(AIM OF THE TASK):
The full listing must be reproduced exactly as given.

(GIVEN ENTRIES):
//! Runtime configuration for the anime library binary.
//!
//! # Responsibility
//! - Provide working-directory defaults for the store and log locations.
//! - Overlay an optional `animelib.json` file on top of those defaults.
//!
//! # Invariants
//! - Relative paths are resolved against the working directory.
//! - A missing config file is not an error.

use crate::logging::default_log_level;
use serde::Deserialize;
use std::error::Error;
use std::fmt::{Display, Formatter};
use std::path::{Path, PathBuf};

/// File name of the optional config overlay.
pub const CONFIG_FILE_NAME: &str = "animelib.json";
/// Default store file name, relative to the working directory.
pub const DEFAULT_DB_FILE_NAME: &str = "anime_library.db";
const DEFAULT_LOG_DIR_NAME: &str = "logs";

#[derive(Debug)]
pub enum ConfigError {
    Io { path: PathBuf, source: std::io::Error },
    Parse { path: PathBuf, source: serde_json::Error },
}

impl Display for ConfigError {
    fn fmt(&self, f: &mut Formatter<'_>) -> std::fmt::Result {
        match self {
            Self::Io { path, source } => {
                write!(f, "failed to read config `{}`: {source}", path.display())
            }
            Self::Parse { path, source } => {
                write!(f, "invalid config `{}`: {source}", path.display())
            }
        }
    }
}

impl Error for ConfigError {
    fn source(&self) -> Option<&(dyn Error + 'static)> {
        match self {
            Self::Io { source, .. } => Some(source),
            Self::Parse { source, .. } => Some(source),
        }
    }
}

/// Resolved configuration.
#[derive(Debug, Clone, PartialEq, Eq)]
pub struct AppConfig {
    pub db_path: PathBuf,
    pub log_level: String,
    pub log_dir: PathBuf,
}

/// On-disk shape of `animelib.json`; every field is optional.
#[derive(Debug, Default, Deserialize)]
#[serde(default, deny_unknown_fields)]
struct ConfigFile {
    db_path: Option<PathBuf>,
    log_level: Option<String>,
    log_dir: Option<PathBuf>,
}

impl AppConfig {
    /// Defaults rooted at `dir`.
    pub fn for_working_dir(dir: &Path) -> Self {
        Self {
            db_path: dir.join(DEFAULT_DB_FILE_NAME),
            log_level: default_log_level().to_string(),
            log_dir: dir.join(DEFAULT_LOG_DIR_NAME),
        }
    }

    /// Loads defaults for `dir` and applies `dir/animelib.json` if present.
    pub fn load(dir: &Path) -> Result<Self, ConfigError> {
        let path = dir.join(CONFIG_FILE_NAME);
        let mut config = Self::for_working_dir(dir);

        let raw = match std::fs::read_to_string(&path) {
            Ok(raw) => raw,
            Err(err) if err.kind() == std::io::ErrorKind::NotFound => return Ok(config),
            Err(source) => return Err(ConfigError::Io { path, source }),
        };
        let file: ConfigFile =
            serde_json::from_str(&raw).map_err(|source| ConfigError::Parse { path, source })?;

        if let Some(db_path) = file.db_path {
            config.db_path = dir.join(db_path);
        }
        if let Some(log_level) = file.log_level {
            config.log_level = log_level;
        }
        if let Some(log_dir) = file.log_dir {
            config.log_dir = dir.join(log_dir);
        }

        Ok(config)
    }
}

#[cfg(test)]
mod tests {
    use super::{AppConfig, ConfigError, CONFIG_FILE_NAME, DEFAULT_DB_FILE_NAME};

    #[test]
    fn missing_file_yields_working_dir_defaults() {
        let dir = tempfile::tempdir().unwrap();
        let config = AppConfig::load(dir.path()).unwrap();

        assert_eq!(config.db_path, dir.path().join(DEFAULT_DB_FILE_NAME));
        assert_eq!(config.log_dir, dir.path().join("logs"));
        assert!(!config.log_level.is_empty());
    }

    #[test]
    fn file_overrides_are_resolved_against_working_dir() {
        let dir = tempfile::tempdir().unwrap();
        std::fs::write(
            dir.path().join(CONFIG_FILE_NAME),
            r#"{ "db_path": "data/catalog.db", "log_level": "warn" }"#,
        )
        .unwrap();

        let config = AppConfig::load(dir.path()).unwrap();
        assert_eq!(config.db_path, dir.path().join("data/catalog.db"));
        assert_eq!(config.log_level, "warn");
        assert_eq!(config.log_dir, dir.path().join("logs"));
    }

    #[test]
    fn malformed_file_is_a_parse_error() {
        let dir = tempfile::tempdir().unwrap();
        std::fs::write(dir.path().join(CONFIG_FILE_NAME), "{ not json").unwrap();

        let err = AppConfig::load(dir.path()).unwrap_err();
        assert!(matches!(err, ConfigError::Parse { .. }));
    }

    #[test]
    fn unknown_keys_are_rejected() {
        let dir = tempfile::tempdir().unwrap();
        std::fs::write(dir.path().join(CONFIG_FILE_NAME), r#"{ "db": "x.db" }"#).unwrap();

        assert!(AppConfig::load(dir.path()).is_err());
    }
}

(SOLUTION TO THIS EXERCISE):
//! Runtime configuration for the anime library binary.
//!
//! # Responsibility
//! - Provide working-directory defaults for the store and log locations.
//! - Overlay an optional `animelib.json` file on top of those defaults.
//!
//! # Invariants
//! - Relative paths are resolved against the working directory.
//! - A missing config file is not an error.

use crate::logging::default_log_level;
use serde::Deserialize;
use std::error::Error;
use std::fmt::{Display, Formatter};
use std::path::{Path, PathBuf};

/// File name of the optional config overlay.
pub const CONFIG_FILE_NAME: &str = "animelib.json";
/// Default store file name, relative to the working directory.
pub const DEFAULT_DB_FILE_NAME: &str = "anime_library.db";
const DEFAULT_LOG_DIR_NAME: &str = "logs";

#[derive(Debug)]
pub enum ConfigError {
    Io { path: PathBuf, source: std::io::Error },
    Parse { path: PathBuf, source: serde_json::Error },
}

impl Display for ConfigError {
    fn fmt(&self, f: &mut Formatter<'_>) -> std::fmt::Result {
        match self {
            Self::Io { path, source } => {
                write!(f, "failed to read config `{}`: {source}", path.display())
            }
            Self::Parse { path, source } => {
                write!(f, "invalid config `{}`: {source}", path.display())
            }
        }
    }
}

impl Error for ConfigError {
    fn source(&self) -> Option<&(dyn Error + 'static)> {
        match self {
            Self::Io { source, .. } => Some(source),
            Self::Parse { source, .. } => Some(source),
        }
    }
}

/// Resolved configuration.
#[derive(Debug, Clone, PartialEq, Eq)]
pub struct AppConfig {
    pub db_path: PathBuf,
    pub log_level: String,
    pub log_dir: PathBuf,
}

/// On-disk shape of `animelib.json`; every field is optional.
#[derive(Debug, Default, Deserialize)]
#[serde(default, deny_unknown_fields)]
struct ConfigFile {
    db_path: Option<PathBuf>,
    log_level: Option<String>,
    log_dir: Option<PathBuf>,
}

impl AppConfig {
    /// Defaults rooted at `dir`.
    pub fn for_working_dir(dir: &Path) -> Self {
        Self {
            db_path: dir.join(DEFAULT_DB_FILE_NAME),
            log_level: default_log_level().to_string(),
            log_dir: dir.join(DEFAULT_LOG_DIR_NAME),
        }
    }

    /// Loads defaults for `dir` and applies `dir/animelib.json` if present.
    pub fn load(dir: &Path) -> Result<Self, ConfigError> {
        let path = dir.join(CONFIG_FILE_NAME);
        let mut config = Self::for_working_dir(dir);

        let raw = match std::fs::read_to_string(&path) {
            Ok(raw) => raw,
            Err(err) if err.kind() == std::io::ErrorKind::NotFound => return Ok(config),
            Err(source) => return Err(ConfigError::Io { path, source }),
        };
        let file: ConfigFile =
            serde_json::from_str(&raw).map_err(|source| ConfigError::Parse { path, source })?;

        if let Some(db_path) = file.db_path {
            config.db_path = dir.join(db_path);
        }
        if let Some(log_level) = file.log_level {
            config.log_level = log_level;
        }
        if let Some(log_dir) = file.log_dir {
            config.log_dir = dir.join(log_dir);
        }

        Ok(config)
    }
}

#[cfg(test)]
mod tests {
    use super::{AppConfig, ConfigError, CONFIG_FILE_NAME, DEFAULT_DB_FILE_NAME};

    #[test]
    fn missing_file_yields_working_dir_defaults() {
        let dir = tempfile::tempdir().unwrap();
        let config = AppConfig::load(dir.path()).unwrap();

        assert_eq!(config.db_path, dir.path().join(DEFAULT_DB_FILE_NAME));
        assert_eq!(config.log_dir, dir.path().join("logs"));
        assert!(!config.log_level.is_empty());
    }

    #[test]
    fn file_overrides_are_resolved_against_working_dir() {
        let dir = tempfile::tempdir().unwrap();
        std::fs::write(
            dir.path().join(CONFIG_FILE_NAME),
            r#"{ "db_path": "data/catalog.db", "log_level": "warn" }"#,
        )
        .unwrap();

        let config = AppConfig::load(dir.path()).unwrap();
        assert_eq!(config.db_path, dir.path().join("data/catalog.db"));
        assert_eq!(config.log_level, "warn");
        assert_eq!(config.log_dir, dir.path().join("logs"));
    }

    #[test]
    fn malformed_file_is_a_parse_error() {
        let dir = tempfile::tempdir().unwrap();
        std::fs::write(dir.path().join(CONFIG_FILE_NAME), "{ not json").unwrap();

        let err = AppConfig::load(dir.path()).unwrap_err();
        assert!(matches!(err, ConfigError::Parse { .. }));
    }

    #[test]
    fn unknown_keys_are_rejected() {
        let dir = tempfile::tempdir().unwrap();
        std::fs::write(dir.path().join(CONFIG_FILE_NAME), r#"{ "db": "x.db" }"#).unwrap();

        assert!(AppConfig::load(dir.path()).is_err());
    }
}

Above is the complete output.